Open AccessReversible effects of monothiol (D-penicillamine) and dithiol (dimercaptosuccinic acid) chelating compounds on methylmercury-inhibited choline acetyltransferase activity and high affinity choline uptake.
Author(s) -
Haruo Kobayashi,
Akira Yuyama,
Yoshiaki Tokonabe,
Naonori Matsusaka
Publication year - 1982
Publication title -
japanese journal of pharmacology/japanese journal of pharmacology
Language(s) - English
Resource type - Journals
eISSN - 1347-3506
pISSN - 0021-5198
DOI - 10.1254/jjp.32.655
Subject(s) - chemistry , choline acetyltransferase , choline , chelation , biochemistry , dithiol , acetylcholine , pharmacology , biology , inorganic chemistry
The effects of thiol compounds on methylmercury chloride (MMC)-inhibited choline acetyltransferase (ChAT) activity and MMC-inhibited high affinity choline uptake of rat brain tissue were studied in vitro. D-penicillamine (D-Pc) and dimercaptosuccinic acid (DMS) reversed the MMC-inhibited ChAT activity dose-dependently.

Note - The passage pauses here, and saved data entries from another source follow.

//! The interactive test gate.
//!
//! ```text
//! Idle -> Prompted -> Running -> Passed | Failed
//!                  \-> Skipped
//! ```
//!
//! The gate is skipped silently when tests are disabled or the test runner's
//! configuration file is missing. Only a failing test run blocks the commit.

use crate::config::TestsConfig;
use crate::core::error::Result;
use crate::core::executor::{CommandRunner, TestRunResult};
use crate::core::reporter::{Level, Reporter};
use std::io::{BufRead, Write};
use std::path::Path;

/// A yes/no answer.
#[derive(Debug, Clone, Copy, PartialEq, Eq)]
pub enum Answer {
    /// Run the tests.
    Yes,
    /// Skip the tests.
    No,
}

/// Interprets prompt input; anything but `n` means yes.
#[must_use]
pub fn parse_answer(input: &str) -> Answer {
    if input.trim().eq_ignore_ascii_case("n") {
        Answer::No
    } else {
        Answer::Yes
    }
}

/// Where prompt answers come from.
#[cfg_attr(test, mockall::automock)]
pub trait AnswerSource {
    /// Reads one line of input.
    fn read_answer(&mut self) -> std::io::Result<String>;
}

/// Reads answers from the controlling terminal, bypassing stdin.
#[derive(Debug, Default)]
pub struct TtyAnswers;

impl TtyAnswers {
    #[cfg(unix)]
    const DEVICE: &'static str = "/dev/tty";
    #[cfg(windows)]
    const DEVICE: &'static str = "CONIN$";
}

impl AnswerSource for TtyAnswers {
    #[cfg(any(unix, windows))]
    fn read_answer(&mut self) -> std::io::Result<String> {
        let tty = std::fs::File::open(Self::DEVICE)?;
        let mut line = String::new();
        std::io::BufReader::new(tty).read_line(&mut line)?;
        Ok(line)
    }

    #[cfg(not(any(unix, windows)))]
    fn read_answer(&mut self) -> std::io::Result<String> {
        Err(std::io::Error::new(
            std::io::ErrorKind::Unsupported,
            "no controlling terminal",
        ))
    }
}

/// Always gives the same answer without reading anything.
#[derive(Debug, Clone, Copy)]
pub struct FixedAnswer(pub Answer);

impl AnswerSource for FixedAnswer {
    fn read_answer(&mut self) -> std::io::Result<String> {
        Ok(match self.0 {
            Answer::Yes => "y".to_string(),
            Answer::No => "n".to_string(),
        })
    }
}

/// Why the gate did not run the tests.
#[derive(Debug, Clone, Copy, PartialEq, Eq)]
pub enum SkipReason {
    /// Tests disabled in configuration or on the command line.
    Disabled,
    /// The test runner's configuration file does not exist.
    NoConfig,
    /// The user answered no.
    Declined,
    /// No terminal to ask on.
    NoTerminal,
}

/// Final state of the gate.
#[derive(Debug, Clone, PartialEq, Eq)]
pub enum GateOutcome {
    /// Tests were not run.
    Skipped(SkipReason),
    /// Tests ran and passed.
    Passed,
    /// Tests ran and failed; the commit must be aborted.
    Failed(TestRunResult),
}

impl GateOutcome {
    /// Returns true if the commit must be aborted.
    #[must_use]
    pub const fn is_failure(&self) -> bool {
        matches!(self, Self::Failed(_))
    }
}

/// Runs the project's tests behind a prompt.
#[derive(Debug)]
pub struct TestGate<'a> {
    config: &'a TestsConfig,
    root: &'a Path,
    project_name: &'a str,
}

impl<'a> TestGate<'a> {
    /// Creates a gate for the project at `root`.
    #[must_use]
    pub const fn new(config: &'a TestsConfig, root: &'a Path, project_name: &'a str) -> Self {
        Self {
            config,
            root,
            project_name,
        }
    }

    /// Returns true if the test runner's configuration file exists under the root.
    #[must_use]
    pub fn has_test_config(&self) -> bool {
        self.root.join(&self.config.config).is_file()
    }

    /// Drives the gate to a final state.
    pub fn run<W: Write>(
        &self,
        reporter: &mut Reporter<W>,
        answers: &mut dyn AnswerSource,
        runner: &dyn CommandRunner,
    ) -> Result<GateOutcome> {
        if !self.config.enabled {
            tracing::debug!("tests disabled");
            return Ok(GateOutcome::Skipped(SkipReason::Disabled));
        }

        if self.config.require_config && !self.has_test_config() {
            tracing::info!(config = %self.config.config, "no test configuration, skipping tests");
            return Ok(GateOutcome::Skipped(SkipReason::NoConfig));
        }

        reporter.inline(&format!("{} [Y/n] ", self.config.prompt), Level::Plain)?;
        let answer = match answers.read_answer() {
            Ok(input) => parse_answer(&input),
            Err(e) => {
                tracing::warn!(error = %e, "cannot read answer, treating as no");
                reporter.line("", Level::Plain)?;
                reporter.line("Skipping Tests (no terminal available).", Level::Warning)?;
                return Ok(GateOutcome::Skipped(SkipReason::NoTerminal));
            },
        };

        if answer == Answer::No {
            reporter.line("Skipping Tests.", Level::Warning)?;
            return Ok(GateOutcome::Skipped(SkipReason::Declined));
        }

        reporter.line("Running Tests...", Level::Success)?;
        let result = runner.run(&self.config.command_line(), self.root)?;

        if result.success() {
            reporter.line("Tests Passed.", Level::Success)?;
            return Ok(GateOutcome::Passed);
        }

        tracing::info!(exit_code = result.exit_code, summary = ?result.summary(), "tests failed");
        reporter.line(
            &format!("Tests failed for {} with message:", self.project_name),
            Level::Error,
        )?;
        reporter.lines(result.tail(self.config.failure_output_lines), Level::Plain)?;

        Ok(GateOutcome::Failed(result))
    }
}

#[cfg(test)]
mod tests {
    use super::*;
    use crate::core::executor::MockCommandRunner;
    use pretty_assertions::assert_eq;
    use rstest::rstest;
    use tempfile::TempDir;

    struct Fixture {
        temp: TempDir,
        config: TestsConfig,
    }

    impl Fixture {
        fn new() -> Self {
            let temp = TempDir::new().expect("create temp dir");
            std::fs::write(temp.path().join("phpunit.xml"), "<phpunit/>").expect("write config");
            Self {
                temp,
                config: TestsConfig::default(),
            }
        }

        fn run(
            &self,
            answers: &mut dyn AnswerSource,
            runner: &dyn CommandRunner,
        ) -> (GateOutcome, String) {
            let mut reporter = Reporter::new(Vec::new(), false);
            let gate = TestGate::new(&self.config, self.temp.path(), "Shop");
            let outcome = gate.run(&mut reporter, answers, runner).expect("gate runs");
            let out = String::from_utf8(reporter.into_inner()).expect("utf8");
            (outcome, out)
        }
    }

    fn answering(input: &'static str) -> MockAnswerSource {
        let mut answers = MockAnswerSource::new();
        answers
            .expect_read_answer()
            .times(1)
            .returning(move || Ok(input.to_string()));
        answers
    }

    fn never_runs() -> MockCommandRunner {
        let mut runner = MockCommandRunner::new();
        runner.expect_run().never();
        runner
    }

    #[rstest]
    #[case("n", Answer::No)]
    #[case("N", Answer::No)]
    #[case(" n \n", Answer::No)]
    #[case("", Answer::Yes)]
    #[case("\n", Answer::Yes)]
    #[case("y", Answer::Yes)]
    #[case("no", Answer::Yes)]
    #[case("nope", Answer::Yes)]
    fn test_parse_answer(#[case] input: &str, #[case] expected: Answer) {
        assert_eq!(parse_answer(input), expected);
    }

    #[test]
    fn test_declined_never_runs_tests() {
        let fixture = Fixture::new();
        let (outcome, out) = fixture.run(&mut answering("n\n"), &never_runs());

        assert_eq!(outcome, GateOutcome::Skipped(SkipReason::Declined));
        assert!(!outcome.is_failure());
        assert_eq!(
            out,
            "Would you like to run tests before committing? [Y/n] Skipping Tests.\n"
        );
    }

    #[test]
    fn test_default_answer_runs_tests_and_passes() {
        let fixture = Fixture::new();
        let root = fixture.temp.path().to_path_buf();
        let mut runner = MockCommandRunner::new();
        runner
            .expect_run()
            .withf(move |command, cwd| {
                command == "phpunit --configuration phpunit.xml" && cwd == root.as_path()
            })
            .times(1)
            .returning(|_, _| Ok(TestRunResult::new(["OK (12 tests)"], 0)));

        let (outcome, out) = fixture.run(&mut answering("\n"), &runner);

        assert_eq!(outcome, GateOutcome::Passed);
        assert!(out.ends_with("Running Tests...\nTests Passed.\n"));
    }

    #[test]
    fn test_failure_reports_output_and_fails() {
        let fixture = Fixture::new();
        let mut runner = MockCommandRunner::new();
        runner
            .expect_run()
            .times(1)
            .returning(|_, _| Ok(TestRunResult::new(["3 failures"], 1)));

        let (outcome, out) = fixture.run(&mut answering("y"), &runner);

        assert!(outcome.is_failure());
        assert_eq!(
            outcome,
            GateOutcome::Failed(TestRunResult::new(["3 failures"], 1))
        );
        assert!(out.ends_with("Tests failed for Shop with message:\n3 failures\n"));
    }

    #[test]
    fn test_failure_output_is_trimmed_to_tail() {
        let mut fixture = Fixture::new();
        fixture.config.failure_output_lines = 2;
        let mut runner = MockCommandRunner::new();
        runner
            .expect_run()
            .returning(|_, _| Ok(TestRunResult::new(["a", "b", "c"], 2)));

        let (_, out) = fixture.run(&mut answering("y"), &runner);
        assert!(out.ends_with("with message:\nb\nc\n"));
    }

    #[test]
    fn test_missing_terminal_counts_as_no() {
        let fixture = Fixture::new();
        let mut answers = MockAnswerSource::new();
        answers.expect_read_answer().times(1).returning(|| {
            Err(std::io::Error::new(
                std::io::ErrorKind::NotFound,
                "no /dev/tty",
            ))
        });

        let (outcome, out) = fixture.run(&mut answers, &never_runs());

        assert_eq!(outcome, GateOutcome::Skipped(SkipReason::NoTerminal));
        assert!(out.contains("no terminal available"));
    }

    #[test]
    fn test_missing_test_config_skips_silently() {
        let mut fixture = Fixture::new();
        fixture.config.config = "phpunit.xml.dist".to_string();
        let mut answers = MockAnswerSource::new();
        answers.expect_read_answer().never();

        let (outcome, out) = fixture.run(&mut answers, &never_runs());

        assert_eq!(outcome, GateOutcome::Skipped(SkipReason::NoConfig));
        assert!(out.is_empty());
    }

    #[test]
    fn test_missing_test_config_ignored_when_not_required() {
        let mut fixture = Fixture::new();
        fixture.config.config = "absent.xml".to_string();
        fixture.config.require_config = false;
        let mut runner = MockCommandRunner::new();
        runner
            .expect_run()
            .withf(|command, _| command == "phpunit --configuration absent.xml")
            .times(1)
            .returning(|_, _| Ok(TestRunResult::new(["OK"], 0)));

        let (outcome, _) = fixture.run(&mut answering(""), &runner);
        assert_eq!(outcome, GateOutcome::Passed);
    }

    #[test]
    fn test_disabled_skips_silently() {
        let mut fixture = Fixture::new();
        fixture.config.enabled = false;
        let mut answers = MockAnswerSource::new();
        answers.expect_read_answer().never();

        let (outcome, out) = fixture.run(&mut answers, &never_runs());

        assert_eq!(outcome, GateOutcome::Skipped(SkipReason::Disabled));
        assert!(out.is_empty());
    }

    #[test]
    fn test_fixed_answer() {
        assert_eq!(
            parse_answer(&FixedAnswer(Answer::Yes).read_answer().expect("read")),
            Answer::Yes
        );
        assert_eq!(
            parse_answer(&FixedAnswer(Answer::No).read_answer().expect("read")),
            Answer::No
        );
    }

    #[test]
    fn test_runner_error_propagates() {
        let fixture = Fixture::new();
        let mut runner = MockCommandRunner::new();
        runner.expect_run().returning(|command, _| {
            Err(crate::core::error::Error::Spawn {
                command: command.to_string(),
                source: std::io::Error::other("boom"),
            })
        });

        let mut reporter = Reporter::new(Vec::new(), false);
        let gate = TestGate::new(&fixture.config, fixture.temp.path(), "Shop");
        let result = gate.run(&mut reporter, &mut answering("y"), &runner);
        assert!(result.is_err());
    }
}
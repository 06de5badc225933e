//! # precommit-gate
//!
//! A pre-commit quality gate for PHP projects and friends.
//!
//! Before each commit the gate scans the project's source files for leftover
//! debug calls and unresolved merge conflict markers, reports what it finds,
//! and offers to run the test suite. Only a failing test run aborts the commit.
//!
//! ## Features
//!
//! - **Content rules**: `dd(` and `<<<<<<<` out of the box, custom rules in
//!   `precommit-gate.toml`
//! - **Test gate**: interactive prompt, then `phpunit` (or any command)
//! - **Presets**: PHP, Python, Node.js and Rust defaults
//! - **Hook management**: `pcg install` wires the gate into `.git/hooks`
//!
//! ## Example
//!
//! ```rust,no_run
//! use precommit_gate::core::executor::ProcessRunner;
//! use precommit_gate::core::gate::TtyAnswers;
//! use precommit_gate::core::reporter::Reporter;
//! use precommit_gate::{Config, Runner};
//!
//! fn main() -> precommit_gate::Result<()> {
//!     // Load configuration
//!     let config = Config::load_or_default()?;
//!
//!     let mut reporter = Reporter::stdout();
//!     let mut answers = TtyAnswers;
//!     let commands = ProcessRunner::new();
//!
//!     // Scan, report, and run the test gate
//!     let outcome = Runner::new(&config, &mut reporter, &mut answers, &commands).run()?;
//!
//!     if !outcome.success() {
//!         std::process::exit(1);
//!     }
//!     Ok(())
//! }
//! ```

#![doc(html_root_url = "https://docs.rs/precommit-gate/0.1.0")]
#![cfg_attr(docsrs, feature(doc_cfg))]

pub mod checks;
pub mod cli;
pub mod config;
pub mod core;
pub mod presets;

// Re-export main types for convenience
pub use config::Config;
pub use core::collector::{collect, ProjectFileSet};
pub use core::error::{Error, Result};
pub use core::rules::{Finding, Rule, Severity};
pub use core::runner::{RunOutcome, Runner};
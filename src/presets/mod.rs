//! Configuration presets for common project types.
//!
//! Presets provide sensible default configurations for different tech stacks.

use crate::checks::builtin;
use crate::config::{Config, EnvironmentConfig, ProjectConfig, TestsConfig};

/// Available preset names.
pub mod names {
    /// PHP projects (phpunit). The default.
    pub const PHP: &str = "php";
    /// Python projects (pytest).
    pub const PYTHON: &str = "python";
    /// Node.js/TypeScript projects (npm test).
    pub const NODE: &str = "node";
    /// Rust projects (cargo test).
    pub const RUST: &str = "rust";
}

/// Returns a list of available preset names.
#[must_use]
pub const fn available() -> &'static [&'static str] {
    &[names::PHP, names::PYTHON, names::NODE, names::RUST]
}

/// Returns a description for a preset.
#[must_use]
pub fn description(name: &str) -> &'static str {
    match name {
        names::PHP => "PHP projects (phpunit, dd() and conflict markers)",
        names::PYTHON => "Python projects (pytest, breakpoints and conflict markers)",
        names::NODE => "Node.js/TypeScript projects (npm test, debugger and conflict markers)",
        names::RUST => "Rust projects (cargo test, dbg! and conflict markers)",
        _ => "Unknown preset",
    }
}

/// Builds the configuration for a preset.
#[must_use]
pub fn config(name: &str) -> Option<Config> {
    let config = match name {
        names::PHP => Config::default(),
        names::PYTHON => stack(
            &["py"],
            &["venv", "__pycache__", "build", "dist"],
            TestsConfig {
                command: "pytest -c {config}".to_string(),
                config: "pytest.ini".to_string(),
                ..TestsConfig::default()
            },
            tool("python3", "3.8"),
            builtin::python_rules(),
        ),
        names::NODE => stack(
            &["js", "jsx", "ts", "tsx", "mjs", "cjs"],
            &["node_modules", "dist", "build", "coverage"],
            TestsConfig {
                command: "npm test".to_string(),
                config: "package.json".to_string(),
                ..TestsConfig::default()
            },
            tool("node", "18"),
            builtin::node_rules(),
        ),
        names::RUST => stack(
            &["rs"],
            &["target"],
            TestsConfig {
                command: "cargo test --quiet".to_string(),
                config: "Cargo.toml".to_string(),
                ..TestsConfig::default()
            },
            tool("cargo", "1.70"),
            builtin::rust_rules(),
        ),
        _ => return None,
    };
    Some(config)
}

fn stack(
    extensions: &[&str],
    exclude: &[&str],
    tests: TestsConfig,
    environment: EnvironmentConfig,
    rules: Vec<crate::core::rules::Rule>,
) -> Config {
    Config {
        project: ProjectConfig {
            extensions: extensions.iter().map(ToString::to_string).collect(),
            exclude: exclude.iter().map(ToString::to_string).collect(),
            ..ProjectConfig::default()
        },
        tests,
        environment,
        rules,
        ..Config::default()
    }
}

fn tool(name: &str, min_version: &str) -> EnvironmentConfig {
    EnvironmentConfig {
        tool: name.to_string(),
        min_version: min_version.to_string(),
        ..EnvironmentConfig::default()
    }
}
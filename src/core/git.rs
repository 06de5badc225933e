//! Git repository lookup and pre-commit hook management.
//!
//! The gate itself never talks to git; this module only finds the hooks
//! directory so `pcg install` can wire the gate into commits.

use crate::core::error::{Error, Result};
use std::path::{Path, PathBuf};
use std::process::Command;

/// Name of the hook we manage.
pub const HOOK_NAME: &str = "pre-commit";

/// Marker line identifying a hook written by us.
pub const HOOK_MARKER: &str = "# precommit-gate hook";

/// Hook script template.
pub const HOOK_SCRIPT: &str = r#"#!/bin/sh
# precommit-gate hook - installed by `pcg install`

# Skip if PCG_SKIP is set
if [ "$PCG_SKIP" = "1" ]; then
    exit 0
fi

exec pcg run
"#;

/// Result of [`GitRepo::install_hook`].
#[derive(Debug, Clone, PartialEq, Eq)]
pub enum HookInstall {
    /// Our hook was already in place.
    AlreadyInstalled(PathBuf),
    /// The hook was written; a foreign hook was moved to `backup`.
    Installed {
        /// Path of the new hook.
        path: PathBuf,
        /// Where the previous hook went, if there was one.
        backup: Option<PathBuf>,
    },
}

/// Result of [`GitRepo::uninstall_hook`].
#[derive(Debug, Clone, PartialEq, Eq)]
pub enum HookRemoval {
    /// Nothing at the hook path.
    NotInstalled(PathBuf),
    /// A hook exists but we did not write it.
    Foreign(PathBuf),
    /// Our hook was removed.
    Removed {
        /// Path of the removed hook.
        path: PathBuf,
        /// A backup left over from `install --force`.
        backup: Option<PathBuf>,
    },
}

/// Represents a Git repository.
#[derive(Debug, Clone)]
pub struct GitRepo {
    /// Root directory of the repository (where .git is).
    root: PathBuf,
    /// Path to the .git directory (or file for worktrees).
    git_dir: PathBuf,
}

impl GitRepo {
    /// Discovers the Git repository from the current directory.
    pub fn discover() -> Result<Self> {
        Self::discover_from(&std::env::current_dir().map_err(|e| Error::io("get current dir", e))?)
    }

    /// Discovers the Git repository from a specific path.
    pub fn discover_from(path: &Path) -> Result<Self> {
        let output = git(&["rev-parse", "--show-toplevel", "--git-dir"], path)?;
        if !output.status.success() {
            return Err(Error::NotGitRepo);
        }

        let stdout = String::from_utf8_lossy(&output.stdout);
        let mut lines = stdout.lines();

        let root = lines.next().map(PathBuf::from).ok_or(Error::NotGitRepo)?;
        let git_dir = lines
            .next()
            .map(|s| absolute_under(&root, s))
            .ok_or(Error::NotGitRepo)?;

        tracing::debug!(root = %root.display(), git_dir = %git_dir.display(), "found repository");
        Ok(Self { root, git_dir })
    }

    /// Returns the root directory of the repository.
    #[must_use]
    pub fn root(&self) -> &Path {
        &self.root
    }

    /// Returns the .git directory path.
    #[must_use]
    pub fn git_dir(&self) -> &Path {
        &self.git_dir
    }

    /// Returns the hooks directory, honouring `core.hooksPath`.
    #[must_use]
    pub fn hooks_dir(&self) -> PathBuf {
        let configured = git(&["config", "--get", "core.hooksPath"], &self.root)
            .ok()
            .filter(|output| output.status.success())
            .map(|output| String::from_utf8_lossy(&output.stdout).trim().to_string())
            .filter(|path| !path.is_empty());

        match configured {
            Some(path) => absolute_under(&self.root, &path),
            None => self.git_dir.join("hooks"),
        }
    }

    /// Returns the path to a specific hook.
    #[must_use]
    pub fn hook_path(&self, hook_name: &str) -> PathBuf {
        self.hooks_dir().join(hook_name)
    }

    /// Writes the pre-commit hook.
    ///
    /// A hook we did not write is left alone unless `force` is set, in which
    /// case it is renamed to `pre-commit.bak` first.
    pub fn install_hook(&self, force: bool) -> Result<HookInstall> {
        let hooks_dir = self.hooks_dir();
        let hook_path = hooks_dir.join(HOOK_NAME);

        std::fs::create_dir_all(&hooks_dir).map_err(|e| Error::io("create hooks dir", e))?;

        let mut backup = None;
        if hook_path.exists() {
            if is_our_hook(&hook_path)? {
                return Ok(HookInstall::AlreadyInstalled(hook_path));
            }
            if !force {
                return Err(Error::HookExists { path: hook_path });
            }

            let backup_path = backup_path(&hooks_dir);
            std::fs::rename(&hook_path, &backup_path).map_err(|e| Error::io("backup hook", e))?;
            tracing::info!(backup = %backup_path.display(), "backed up existing hook");
            backup = Some(backup_path);
        }

        std::fs::write(&hook_path, HOOK_SCRIPT).map_err(|e| Error::io("write hook", e))?;
        make_executable(&hook_path)?;

        Ok(HookInstall::Installed {
            path: hook_path,
            backup,
        })
    }

    /// Removes the pre-commit hook if we wrote it.
    pub fn uninstall_hook(&self) -> Result<HookRemoval> {
        let hooks_dir = self.hooks_dir();
        let hook_path = hooks_dir.join(HOOK_NAME);

        if !hook_path.exists() {
            return Ok(HookRemoval::NotInstalled(hook_path));
        }
        if !is_our_hook(&hook_path)? {
            return Ok(HookRemoval::Foreign(hook_path));
        }

        std::fs::remove_file(&hook_path).map_err(|e| Error::io("remove hook", e))?;

        let backup = Some(backup_path(&hooks_dir)).filter(|p| p.exists());
        Ok(HookRemoval::Removed {
            path: hook_path,
            backup,
        })
    }
}

fn git(args: &[&str], cwd: &Path) -> Result<std::process::Output> {
    Command::new("git")
        .args(args)
        .current_dir(cwd)
        .output()
        .map_err(|source| Error::Spawn {
            command: format!("git {}", args.join(" ")),
            source,
        })
}

fn absolute_under(root: &Path, path: &str) -> PathBuf {
    let path = PathBuf::from(path);
    if path.is_absolute() {
        path
    } else {
        root.join(path)
    }
}

fn backup_path(hooks_dir: &Path) -> PathBuf {
    hooks_dir.join(format!("{HOOK_NAME}.bak"))
}

fn is_our_hook(path: &Path) -> Result<bool> {
    let content = std::fs::read_to_string(path).map_err(|e| Error::io("read existing hook", e))?;
    Ok(content.contains(HOOK_MARKER))
}

#[cfg(unix)]
fn make_executable(path: &Path) -> Result<()> {
    use std::os::unix::fs::PermissionsExt;
    let mut perms = std::fs::metadata(path)
        .map_err(|e| Error::io("get hook metadata", e))?
        .permissions();
    perms.set_mode(0o755);
    std::fs::set_permissions(path, perms).map_err(|e| Error::io("set hook perms", e))
}

#[cfg(not(unix))]
fn make_executable(_path: &Path) -> Result<()> {
    Ok(())
}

Equilibrium dialysis of MMC-inhibited ChAT against the buffer containing 10(-3) M D-Pc reversed the ChAT activity almost completely. The reversal effect of D-Pc (monothiol compound) on MMC-inhibited ChAT was significantly more potent than that of DMS (dithiol compound). D-Pc and DMS almost equally reversed the MMC-inhibited high affinity choline uptake by synaptosomes in a dose dependent fashion. Washing with a solution containing D-Pc or DMS equally reversed the MMC-inhibited high affinity choline uptake in a dose-dependent fashion. Neither D-Pc nor DMS could reverse the hemicholinium-3-inhibited high affinity choline uptake.